* Problem requirements
Return all the lines below in which the string "derive" appears.

* Data shown
//! The economy service contract.

use crate::host::OfflinePlayer;
use crate::error::VaultError;
use crate::resolve::{player_identifier, require_identifier};
use serde::{Deserialize, Serialize};

/// Outcome tag of an economy transaction.
#[derive(Debug, Clone, Copy, PartialEq, Eq, Hash, Serialize, Deserialize)]
#[serde(rename_all = "SCREAMING_SNAKE_CASE")]
pub enum ResponseType {
    Success,
    InsufficientFunds,
    NotImplemented,
    Failure,
}

/// Result of a balance-changing or bank operation.
///
/// `balance` is the balance after the transaction, which equals
/// `starting_balance` whenever the transaction did not succeed.
#[derive(Debug, Clone, PartialEq, Serialize, Deserialize)]
pub struct EconomyResponse {
    pub amount: f64,
    pub starting_balance: f64,
    pub balance: f64,
    pub kind: ResponseType,
    pub error_message: Option<String>,
}

impl EconomyResponse {
    pub fn success(amount: f64, starting_balance: f64, balance: f64) -> Self {
        Self {
            amount,
            starting_balance,
            balance,
            kind: ResponseType::Success,
            error_message: None,
        }
    }

    pub fn insufficient_funds(amount: f64, balance: f64) -> Self {
        Self {
            amount,
            starting_balance: balance,
            balance,
            kind: ResponseType::InsufficientFunds,
            error_message: Some("Insufficient funds".to_string()),
        }
    }

    pub fn not_implemented(message: impl Into<String>) -> Self {
        Self {
            amount: 0.0,
            starting_balance: 0.0,
            balance: 0.0,
            kind: ResponseType::NotImplemented,
            error_message: Some(message.into()),
        }
    }

    pub fn failure(amount: f64, balance: f64, message: impl Into<String>) -> Self {
        Self {
            amount,
            starting_balance: balance,
            balance,
            kind: ResponseType::Failure,
            error_message: Some(message.into()),
        }
    }

    pub fn transaction_success(&self) -> bool {
        self.kind == ResponseType::Success
    }
}

const NO_BANKS: &str = "Banks are not supported by this economy";

/// An economy backend.
///
/// Accounts are keyed by canonical player identifier with an optional world
/// scope. Rounding and overdraft rules belong to the backend, except that
/// [`Economy::withdraw_player`] must check funds itself.
pub trait Economy: Send + Sync {
    fn name(&self) -> &str;

    fn is_enabled(&self) -> bool;

    fn has_bank_support(&self) -> bool {
        false
    }

    /// Digits after the decimal point the currency supports, `None` if unrestricted.
    fn fractional_digits(&self) -> Option<u32>;

    /// Human-readable amount, e.g. `"10.50 Dollars"`.
    fn format(&self, amount: f64) -> String;

    fn currency_name_singular(&self) -> &str;

    fn currency_name_plural(&self) -> &str;

    fn has_account(&self, player: &str, world: Option<&str>) -> bool;

    fn balance(&self, player: &str, world: Option<&str>) -> f64;

    fn has(&self, player: &str, world: Option<&str>, amount: f64) -> bool {
        self.balance(player, world) >= amount
    }

    fn withdraw_player(&self, player: &str, world: Option<&str>, amount: f64) -> EconomyResponse;

    fn deposit_player(&self, player: &str, world: Option<&str>, amount: f64) -> EconomyResponse;

    fn create_player_account(&self, player: &str, world: Option<&str>) -> bool;

    fn create_bank(&self, _name: &str, _owner: &str) -> EconomyResponse {
        EconomyResponse::not_implemented(NO_BANKS)
    }

    fn delete_bank(&self, _name: &str) -> EconomyResponse {
        EconomyResponse::not_implemented(NO_BANKS)
    }

    fn bank_balance(&self, _name: &str) -> EconomyResponse {
        EconomyResponse::not_implemented(NO_BANKS)
    }

    fn bank_has(&self, _name: &str, _amount: f64) -> EconomyResponse {
        EconomyResponse::not_implemented(NO_BANKS)
    }

    fn bank_withdraw(&self, _name: &str, _amount: f64) -> EconomyResponse {
        EconomyResponse::not_implemented(NO_BANKS)
    }

    fn bank_deposit(&self, _name: &str, _amount: f64) -> EconomyResponse {
        EconomyResponse::not_implemented(NO_BANKS)
    }

    fn is_bank_owner(&self, _name: &str, _player: &str) -> EconomyResponse {
        EconomyResponse::not_implemented(NO_BANKS)
    }

    fn is_bank_member(&self, _name: &str, _player: &str) -> EconomyResponse {
        EconomyResponse::not_implemented(NO_BANKS)
    }

    fn banks(&self) -> Vec<String> {
        Vec::new()
    }
}

fn unresolved(amount: f64, err: VaultError) -> EconomyResponse {
    EconomyResponse::failure(amount, 0.0, err.to_string())
}

/// Offline-player forms of the [`Economy`] operations. Players without a
/// resolvable identifier are reported as failures, never forwarded.
pub trait EconomyExt: Economy {
    fn has_account_for<P: OfflinePlayer + ?Sized>(&self, player: &P, world: Option<&str>) -> bool {
        player_identifier(player).is_some_and(|id| self.has_account(&id, world))
    }

    fn balance_for<P: OfflinePlayer + ?Sized>(
        &self,
        player: &P,
        world: Option<&str>,
    ) -> Option<f64> {
        player_identifier(player).map(|id| self.balance(&id, world))
    }

    fn has_for<P: OfflinePlayer + ?Sized>(
        &self,
        player: &P,
        world: Option<&str>,
        amount: f64,
    ) -> bool {
        player_identifier(player).is_some_and(|id| self.has(&id, world, amount))
    }

    fn withdraw_player_for<P: OfflinePlayer + ?Sized>(
        &self,
        player: &P,
        world: Option<&str>,
        amount: f64,
    ) -> EconomyResponse {
        match require_identifier(player) {
            Ok(id) => self.withdraw_player(&id, world, amount),
            Err(e) => unresolved(amount, e),
        }
    }

    fn deposit_player_for<P: OfflinePlayer + ?Sized>(
        &self,
        player: &P,
        world: Option<&str>,
        amount: f64,
    ) -> EconomyResponse {
        match require_identifier(player) {
            Ok(id) => self.deposit_player(&id, world, amount),
            Err(e) => unresolved(amount, e),
        }
    }

    fn create_player_account_for<P: OfflinePlayer + ?Sized>(
        &self,
        player: &P,
        world: Option<&str>,
    ) -> bool {
        player_identifier(player).is_some_and(|id| self.create_player_account(&id, world))
    }

    fn create_bank_for<P: OfflinePlayer + ?Sized>(&self, name: &str, owner: &P) -> EconomyResponse {
        match require_identifier(owner) {
            Ok(id) => self.create_bank(name, &id),
            Err(e) => unresolved(0.0, e),
        }
    }

    fn is_bank_owner_for<P: OfflinePlayer + ?Sized>(
        &self,
        name: &str,
        player: &P,
    ) -> EconomyResponse {
        match require_identifier(player) {
            Ok(id) => self.is_bank_owner(name, &id),
            Err(e) => unresolved(0.0, e),
        }
    }

    fn is_bank_member_for<P: OfflinePlayer + ?Sized>(
        &self,
        name: &str,
        player: &P,
    ) -> EconomyResponse {
        match require_identifier(player) {
            Ok(id) => self.is_bank_member(name, &id),
            Err(e) => unresolved(0.0, e),
        }
    }
}

impl<T: Economy + ?Sized> EconomyExt for T {}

* Response below
#[derive(Debug, Clone, Copy, PartialEq, Eq, Hash, Serialize, Deserialize)]
#[derive(Debug, Clone, PartialEq, Serialize, Deserialize)]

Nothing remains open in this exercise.